### [What the exercise asks]
After counting the lines below that contain "using", reply with that number alone.

### [Material supplied]
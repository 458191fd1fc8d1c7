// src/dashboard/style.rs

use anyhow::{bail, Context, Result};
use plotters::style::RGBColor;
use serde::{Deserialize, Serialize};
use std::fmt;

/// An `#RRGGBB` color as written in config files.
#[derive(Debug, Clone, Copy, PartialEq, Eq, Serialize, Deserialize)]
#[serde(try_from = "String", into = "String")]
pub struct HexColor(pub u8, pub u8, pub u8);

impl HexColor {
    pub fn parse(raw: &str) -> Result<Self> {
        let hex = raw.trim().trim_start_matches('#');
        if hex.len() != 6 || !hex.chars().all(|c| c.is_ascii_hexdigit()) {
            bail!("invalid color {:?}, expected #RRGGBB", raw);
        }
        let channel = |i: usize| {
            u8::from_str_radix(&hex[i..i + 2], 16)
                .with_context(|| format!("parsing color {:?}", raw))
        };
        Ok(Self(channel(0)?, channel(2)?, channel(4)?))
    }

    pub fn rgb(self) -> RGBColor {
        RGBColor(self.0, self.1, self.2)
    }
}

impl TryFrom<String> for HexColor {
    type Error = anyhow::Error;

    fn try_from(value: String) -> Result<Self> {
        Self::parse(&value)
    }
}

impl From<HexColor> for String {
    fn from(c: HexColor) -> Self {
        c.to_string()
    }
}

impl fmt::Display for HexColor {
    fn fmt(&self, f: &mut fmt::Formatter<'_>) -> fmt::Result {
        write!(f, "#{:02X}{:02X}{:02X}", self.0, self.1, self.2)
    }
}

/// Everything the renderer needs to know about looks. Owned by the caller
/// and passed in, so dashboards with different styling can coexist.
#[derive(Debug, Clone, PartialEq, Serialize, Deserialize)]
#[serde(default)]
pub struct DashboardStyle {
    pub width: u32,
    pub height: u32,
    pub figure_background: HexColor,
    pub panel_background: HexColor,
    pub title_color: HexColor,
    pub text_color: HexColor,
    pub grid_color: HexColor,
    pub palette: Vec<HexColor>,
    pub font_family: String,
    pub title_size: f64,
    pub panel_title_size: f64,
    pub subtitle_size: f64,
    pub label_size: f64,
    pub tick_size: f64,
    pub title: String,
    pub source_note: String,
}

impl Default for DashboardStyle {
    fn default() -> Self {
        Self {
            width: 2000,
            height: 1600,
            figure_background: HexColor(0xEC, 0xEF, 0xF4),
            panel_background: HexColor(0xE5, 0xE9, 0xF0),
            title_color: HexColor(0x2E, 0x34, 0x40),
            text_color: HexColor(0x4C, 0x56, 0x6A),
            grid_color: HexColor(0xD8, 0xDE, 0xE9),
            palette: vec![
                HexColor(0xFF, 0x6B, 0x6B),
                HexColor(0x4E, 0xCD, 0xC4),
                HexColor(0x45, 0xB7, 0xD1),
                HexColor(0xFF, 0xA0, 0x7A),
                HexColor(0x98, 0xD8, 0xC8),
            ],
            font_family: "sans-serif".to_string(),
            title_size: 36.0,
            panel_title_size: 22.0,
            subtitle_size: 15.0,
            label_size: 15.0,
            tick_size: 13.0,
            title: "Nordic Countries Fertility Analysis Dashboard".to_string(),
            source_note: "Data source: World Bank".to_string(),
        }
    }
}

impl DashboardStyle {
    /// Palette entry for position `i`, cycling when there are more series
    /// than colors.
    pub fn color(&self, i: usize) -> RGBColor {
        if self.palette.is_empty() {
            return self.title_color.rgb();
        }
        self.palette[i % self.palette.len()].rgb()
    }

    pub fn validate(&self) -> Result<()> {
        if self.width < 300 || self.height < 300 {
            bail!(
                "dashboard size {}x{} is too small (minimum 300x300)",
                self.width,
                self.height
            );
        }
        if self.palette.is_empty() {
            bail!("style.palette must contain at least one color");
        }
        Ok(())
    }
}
...
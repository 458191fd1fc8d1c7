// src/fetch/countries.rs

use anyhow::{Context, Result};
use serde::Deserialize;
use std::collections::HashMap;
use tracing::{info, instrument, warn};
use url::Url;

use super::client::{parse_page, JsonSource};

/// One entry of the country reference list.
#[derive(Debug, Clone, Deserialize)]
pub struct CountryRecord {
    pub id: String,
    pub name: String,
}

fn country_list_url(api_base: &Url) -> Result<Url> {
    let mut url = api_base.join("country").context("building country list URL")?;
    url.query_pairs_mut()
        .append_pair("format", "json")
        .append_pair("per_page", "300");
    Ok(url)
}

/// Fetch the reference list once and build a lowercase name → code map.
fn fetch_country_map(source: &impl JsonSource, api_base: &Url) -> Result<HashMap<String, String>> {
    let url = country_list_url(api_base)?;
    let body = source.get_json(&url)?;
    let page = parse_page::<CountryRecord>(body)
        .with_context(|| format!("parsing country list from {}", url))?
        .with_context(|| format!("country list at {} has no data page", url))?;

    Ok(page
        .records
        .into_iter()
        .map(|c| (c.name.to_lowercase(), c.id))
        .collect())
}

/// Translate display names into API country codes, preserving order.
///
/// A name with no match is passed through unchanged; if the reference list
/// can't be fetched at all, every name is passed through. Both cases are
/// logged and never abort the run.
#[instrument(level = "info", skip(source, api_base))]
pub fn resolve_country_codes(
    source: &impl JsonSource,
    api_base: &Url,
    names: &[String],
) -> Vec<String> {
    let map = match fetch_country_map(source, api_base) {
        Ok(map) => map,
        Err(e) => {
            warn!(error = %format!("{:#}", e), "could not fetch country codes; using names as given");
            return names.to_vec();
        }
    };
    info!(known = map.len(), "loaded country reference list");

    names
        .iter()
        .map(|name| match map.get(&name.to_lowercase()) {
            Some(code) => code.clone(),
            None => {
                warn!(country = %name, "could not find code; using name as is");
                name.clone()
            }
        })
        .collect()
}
---
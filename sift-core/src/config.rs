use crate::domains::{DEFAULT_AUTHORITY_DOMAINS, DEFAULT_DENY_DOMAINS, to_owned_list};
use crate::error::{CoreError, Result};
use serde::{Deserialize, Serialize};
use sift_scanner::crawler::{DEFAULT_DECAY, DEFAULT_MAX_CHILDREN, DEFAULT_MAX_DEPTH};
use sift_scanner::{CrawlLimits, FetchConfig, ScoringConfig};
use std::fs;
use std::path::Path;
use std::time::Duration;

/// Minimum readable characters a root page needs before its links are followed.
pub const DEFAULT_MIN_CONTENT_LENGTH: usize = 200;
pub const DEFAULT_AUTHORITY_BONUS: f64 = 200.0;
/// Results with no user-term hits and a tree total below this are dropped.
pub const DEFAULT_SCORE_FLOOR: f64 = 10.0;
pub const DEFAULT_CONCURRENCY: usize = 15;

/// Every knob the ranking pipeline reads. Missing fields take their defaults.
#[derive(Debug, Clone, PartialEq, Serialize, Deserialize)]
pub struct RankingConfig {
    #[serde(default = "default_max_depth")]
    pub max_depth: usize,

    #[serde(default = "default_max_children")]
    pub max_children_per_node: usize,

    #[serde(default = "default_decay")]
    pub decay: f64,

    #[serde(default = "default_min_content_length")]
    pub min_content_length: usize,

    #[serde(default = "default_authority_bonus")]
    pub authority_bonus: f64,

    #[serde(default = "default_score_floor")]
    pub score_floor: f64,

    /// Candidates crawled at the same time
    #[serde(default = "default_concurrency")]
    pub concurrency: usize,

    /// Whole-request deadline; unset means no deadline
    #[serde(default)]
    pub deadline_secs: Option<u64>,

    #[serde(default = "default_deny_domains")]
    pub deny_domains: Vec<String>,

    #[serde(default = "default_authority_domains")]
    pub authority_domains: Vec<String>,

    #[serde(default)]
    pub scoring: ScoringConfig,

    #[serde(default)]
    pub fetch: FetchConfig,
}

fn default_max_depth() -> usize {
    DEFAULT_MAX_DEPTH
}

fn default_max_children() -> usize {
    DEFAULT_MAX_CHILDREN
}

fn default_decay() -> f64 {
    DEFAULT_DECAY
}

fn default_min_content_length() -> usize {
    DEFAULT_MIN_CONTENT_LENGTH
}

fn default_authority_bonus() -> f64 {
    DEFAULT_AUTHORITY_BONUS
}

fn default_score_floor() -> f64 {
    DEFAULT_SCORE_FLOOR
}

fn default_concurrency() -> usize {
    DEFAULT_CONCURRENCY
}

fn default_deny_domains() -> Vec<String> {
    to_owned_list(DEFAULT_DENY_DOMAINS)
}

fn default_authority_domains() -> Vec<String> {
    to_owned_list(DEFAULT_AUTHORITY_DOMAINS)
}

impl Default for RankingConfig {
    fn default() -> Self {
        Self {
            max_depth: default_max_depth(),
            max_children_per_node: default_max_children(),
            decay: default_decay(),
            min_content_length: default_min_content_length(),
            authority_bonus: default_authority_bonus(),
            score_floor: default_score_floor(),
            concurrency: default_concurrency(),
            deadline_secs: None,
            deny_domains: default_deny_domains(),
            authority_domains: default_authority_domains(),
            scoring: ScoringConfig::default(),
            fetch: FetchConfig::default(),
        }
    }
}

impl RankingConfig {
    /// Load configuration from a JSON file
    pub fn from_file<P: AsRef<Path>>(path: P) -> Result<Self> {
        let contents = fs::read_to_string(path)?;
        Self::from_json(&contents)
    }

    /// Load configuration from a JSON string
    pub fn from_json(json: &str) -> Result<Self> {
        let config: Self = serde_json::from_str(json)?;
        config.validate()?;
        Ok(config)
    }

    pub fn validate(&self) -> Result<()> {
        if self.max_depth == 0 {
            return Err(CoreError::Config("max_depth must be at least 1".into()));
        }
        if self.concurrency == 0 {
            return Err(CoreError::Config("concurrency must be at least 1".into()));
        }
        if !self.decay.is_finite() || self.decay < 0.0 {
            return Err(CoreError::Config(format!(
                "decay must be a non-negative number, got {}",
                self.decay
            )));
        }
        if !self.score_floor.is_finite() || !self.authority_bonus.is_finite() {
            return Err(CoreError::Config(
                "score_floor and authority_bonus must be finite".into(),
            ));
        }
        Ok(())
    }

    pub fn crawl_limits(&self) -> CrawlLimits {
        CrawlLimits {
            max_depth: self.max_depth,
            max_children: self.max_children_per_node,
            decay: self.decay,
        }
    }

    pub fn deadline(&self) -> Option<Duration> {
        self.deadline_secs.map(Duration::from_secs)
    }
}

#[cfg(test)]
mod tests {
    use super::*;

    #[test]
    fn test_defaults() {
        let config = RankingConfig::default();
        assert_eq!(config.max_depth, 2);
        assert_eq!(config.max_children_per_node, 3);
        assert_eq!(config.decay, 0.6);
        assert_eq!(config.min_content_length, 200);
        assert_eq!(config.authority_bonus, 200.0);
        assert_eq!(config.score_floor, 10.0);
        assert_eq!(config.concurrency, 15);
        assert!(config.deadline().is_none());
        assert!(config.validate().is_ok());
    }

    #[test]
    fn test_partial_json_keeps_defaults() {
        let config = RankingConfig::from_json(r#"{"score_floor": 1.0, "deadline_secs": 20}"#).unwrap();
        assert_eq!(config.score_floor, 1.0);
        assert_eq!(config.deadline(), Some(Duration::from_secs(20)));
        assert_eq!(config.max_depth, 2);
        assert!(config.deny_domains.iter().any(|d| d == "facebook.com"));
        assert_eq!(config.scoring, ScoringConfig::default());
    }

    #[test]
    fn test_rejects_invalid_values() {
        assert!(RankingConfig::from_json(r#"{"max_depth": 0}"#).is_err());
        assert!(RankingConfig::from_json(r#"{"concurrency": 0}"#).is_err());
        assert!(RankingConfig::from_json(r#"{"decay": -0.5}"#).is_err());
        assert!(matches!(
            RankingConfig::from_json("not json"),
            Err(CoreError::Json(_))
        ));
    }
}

### [Result for this task]
2